--- What the exercise asks ---
Both the line below containing "the first attempt" and the line containing "(tests, aggressive deployments).", along with every line between them, should be repeated exactly; no other line belongs in the answer.

--- The input ---
= = = = = = =

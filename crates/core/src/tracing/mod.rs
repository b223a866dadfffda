//! Tracing setup for native hosts
//!
//! Browser hosts install their subscriber through `sc-login-browser`.

pub mod config;
pub mod init;

pub use config::InstrumentationConfig;
pub use init::{init_default, init_tracing};
//! In-memory storage back-ends for tests and hosts without a browser

use super::{CookieOptions, CookieStore, DurableStore};
use crate::error::CoreResult;
use std::collections::HashMap;
use std::sync::{Arc, Mutex, MutexGuard, PoisonError};

fn lock<T>(mutex: &Mutex<T>) -> MutexGuard<'_, T> {
    mutex.lock().unwrap_or_else(PoisonError::into_inner)
}

/// Durable store backed by a shared map; clones see the same data
#[derive(Debug, Clone, Default)]
pub struct MemoryDurableStore {
    entries: Arc<Mutex<HashMap<String, String>>>,
}

impl MemoryDurableStore {
    pub fn new() -> Self {
        Self::default()
    }

    pub fn len(&self) -> usize {
        lock(&self.entries).len()
    }

    pub fn is_empty(&self) -> bool {
        self.len() == 0
    }
}

impl DurableStore for MemoryDurableStore {
    fn get(&self, key: &str) -> Option<String> {
        lock(&self.entries).get(key).cloned()
    }

    fn set(&self, key: &str, value: &str) -> CoreResult<()> {
        lock(&self.entries).insert(key.to_string(), value.to_string());
        Ok(())
    }

    fn remove(&self, key: &str) -> CoreResult<()> {
        lock(&self.entries).remove(key);
        Ok(())
    }
}

/// A cookie as last written, attributes included
#[derive(Debug, Clone, PartialEq, Eq)]
pub struct StoredCookie {
    pub value: String,
    pub options: CookieOptions,
}

/// Cookie store backed by a shared map; clones see the same jar
#[derive(Debug, Clone, Default)]
pub struct MemoryCookieStore {
    cookies: Arc<Mutex<HashMap<String, StoredCookie>>>,
}

impl MemoryCookieStore {
    pub fn new() -> Self {
        Self::default()
    }

    /// Inspect a cookie together with the attributes it was written with
    pub fn cookie(&self, name: &str) -> Option<StoredCookie> {
        lock(&self.cookies).get(name).cloned()
    }

    pub fn is_empty(&self) -> bool {
        lock(&self.cookies).is_empty()
    }
}

impl CookieStore for MemoryCookieStore {
    fn get(&self, name: &str) -> Option<String> {
        lock(&self.cookies).get(name).map(|c| c.value.clone())
    }

    fn put(&self, name: &str, value: &str, options: &CookieOptions) -> CoreResult<()> {
        lock(&self.cookies).insert(
            name.to_string(),
            StoredCookie {
                value: value.to_string(),
                options: options.clone(),
            },
        );
        Ok(())
    }

    fn remove(&self, name: &str, _options: &CookieOptions) -> CoreResult<()> {
        lock(&self.cookies).remove(name);
        Ok(())
    }
}
//! sc-login - Solution Center login from the command line

mod commands;
mod config;
mod logging;
mod navigation;
mod store;

use anyhow::Result;
use clap::{Parser, ValueEnum};
use commands::{Commands, Context};
use tracing::{Level, error, info};

#[derive(Parser)]
#[command(name = "sc-login")]
#[command(about = "Log in to Solution Center environments")]
#[command(version)]
struct Cli {
    /// Set logging level
    #[arg(short = 'l', long, global = true, default_value = "warn")]
    log_level: LogLevel,

    /// Data directory for the session, configuration and logs
    #[arg(short = 'd', long, global = true)]
    data_dir: Option<std::path::PathBuf>,

    /// Configuration file (defaults to <data dir>/config.json, then SC_LOGIN_* variables)
    #[arg(short = 'c', long, global = true)]
    config: Option<std::path::PathBuf>,

    /// Environment to use instead of the configured one
    #[arg(short = 'e', long, global = true)]
    environment: Option<String>,

    /// Token service base URL (LOCAL and TESTING only)
    #[arg(long, global = true)]
    token_service: Option<String>,

    /// Request timeout in seconds (0 = no timeout)
    #[arg(short = 't', long, global = true, default_value = "10")]
    timeout: u64,

    /// Disable file logging (only log to stderr)
    #[arg(long, global = true)]
    no_file_log: bool,

    #[command(subcommand)]
    command: Commands,
}

#[tokio::main]
async fn main() -> Result<()> {
    let cli = Cli::parse();

    let data_dir = cli.data_dir.unwrap_or_else(config::default_data_dir);
    logging::init_logging(cli.log_level.into(), &data_dir, cli.no_file_log)?;

    info!("Starting sc-login");

    let ctx = Context {
        data_dir,
        config: cli.config,
        environment: cli.environment,
        token_service: cli.token_service,
        timeout: cli.timeout,
    };

    match cli.command.execute(ctx).await {
        Ok(()) => {
            info!("Command completed successfully");
        }
        Err(e) => {
            error!("Command failed: {e:#}");
            eprintln!("Error: {e:#}");
            std::process::exit(1);
        }
    }

    Ok(())
}

#[derive(Clone, Debug, ValueEnum)]
enum LogLevel {
    Error,
    Warn,
    Info,
    Debug,
    Trace,
}

impl From<LogLevel> for Level {
    fn from(log_level: LogLevel) -> Self {
        match log_level {
            LogLevel::Error => Level::ERROR,
            LogLevel::Warn => Level::WARN,
            LogLevel::Info => Level::INFO,
            LogLevel::Debug => Level::DEBUG,
            LogLevel::Trace => Level::TRACE,
        }
    }
}
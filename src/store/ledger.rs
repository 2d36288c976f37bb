//! Activity ledger: retrying side-effect layer over the durable store
//!
//! Store failures never block the user path. Transient errors (connection,
//! timeout, deadlock) are retried a bounded number of times with a short
//! backoff; a missing record (a race between the in-memory binding and the
//! store) is repaired by re-creating the record from the binding snapshot;
//! everything else fails after a single attempt.

use super::{SessionRecord, SessionStore};
use crate::error::{Error, Result};
use std::sync::Arc;
use std::time::Duration;

/// Default cap on retries after the first attempt
const DEFAULT_MAX_RETRIES: u32 = 3;

/// Default pause between retry attempts
const DEFAULT_RETRY_DELAY: Duration = Duration::from_millis(100);

/// Retrying façade over a [`SessionStore`] for activity updates.
pub struct ActivityLedger {
    store: Arc<dyn SessionStore>,
    max_retries: u32,
    retry_delay: Duration,
    repair_missing: bool,
}

impl ActivityLedger {
    pub fn new(store: Arc<dyn SessionStore>) -> Self {
        Self {
            store,
            max_retries: DEFAULT_MAX_RETRIES,
            retry_delay: DEFAULT_RETRY_DELAY,
            repair_missing: true,
        }
    }

    /// Override the retry bounds (tests, aggressive deployments).
    pub fn with_retry_policy(mut self, max_retries: u32, retry_delay: Duration) -> Self {
        self.max_retries = max_retries;
        self.retry_delay = retry_delay;
        self
    }

    /// Disable record repair on missing-record races.
    pub fn without_repair(mut self) -> Self {
        self.repair_missing = false;
        self
    }

    /// Bump the activity timestamp for a thread's record.
    ///
    /// `binding_snapshot` is the in-memory binding rendered as a record; it
    /// is used to re-create the row when the store reports it missing.
    pub async fn update_activity(
        &self,
        thread_id: &str,
        binding_snapshot: Option<&SessionRecord>,
    ) -> Result<()> {
        if thread_id.is_empty() {
            return Err(Error::Store("thread id cannot be empty".to_string()));
        }

        let mut attempts: u32 = 0;
        let mut repaired = false;

        loop {
            attempts += 1;
            let err = match self.store.update_activity(thread_id).await {
                Ok(()) => return Ok(()),
                Err(err) => err,
            };

            if is_race_error(&err) {
                if !repaired && self.repair_missing {
                    if let Some(record) = binding_snapshot {
                        repaired = true;
                        tracing::warn!(
                            thread_id,
                            session_id = %record.session_id,
                            "Activity record missing, re-creating from binding"
                        );
                        let mut record = record.clone();
                        record.metadata.active = true;
                        record.metadata.last_activity = chrono::Utc::now();
                        if self.store.create(&record).await.is_ok() {
                            continue;
                        }
                    }
                }
                return Err(err);
            }

            if is_transient_error(&err) && attempts <= self.max_retries {
                tracing::debug!(
                    thread_id,
                    attempt = attempts,
                    "Transient store error, retrying: {}",
                    err
                );
                tokio::time::sleep(self.retry_delay).await;
                continue;
            }

            return Err(err);
        }
    }
}

/// Connection drops, timeouts, and deadlocks are worth retrying.
fn is_transient_error(err: &Error) -> bool {
    let message = err.to_string().to_lowercase();
    message.contains("connection") || message.contains("timeout") || message.contains("deadlock")
}

/// A missing record means the in-memory binding outran the store.
fn is_race_error(err: &Error) -> bool {
    let message = err.to_string().to_lowercase();
    message.contains("not found") || message.contains("no active session")
}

= = = = = = =

--- Answer box ---
/// Default cap on retries after the first attempt
const DEFAULT_MAX_RETRIES: u32 = 3;

/// Default pause between retry attempts
const DEFAULT_RETRY_DELAY: Duration = Duration::from_millis(100);

/// Retrying façade over a [`SessionStore`] for activity updates.
pub struct ActivityLedger {
    store: Arc<dyn SessionStore>,
    max_retries: u32,
    retry_delay: Duration,
    repair_missing: bool,
}

impl ActivityLedger {
    pub fn new(store: Arc<dyn SessionStore>) -> Self {
        Self {
            store,
            max_retries: DEFAULT_MAX_RETRIES,
            retry_delay: DEFAULT_RETRY_DELAY,
            repair_missing: true,
        }
    }

    /// Override the retry bounds (tests, aggressive deployments).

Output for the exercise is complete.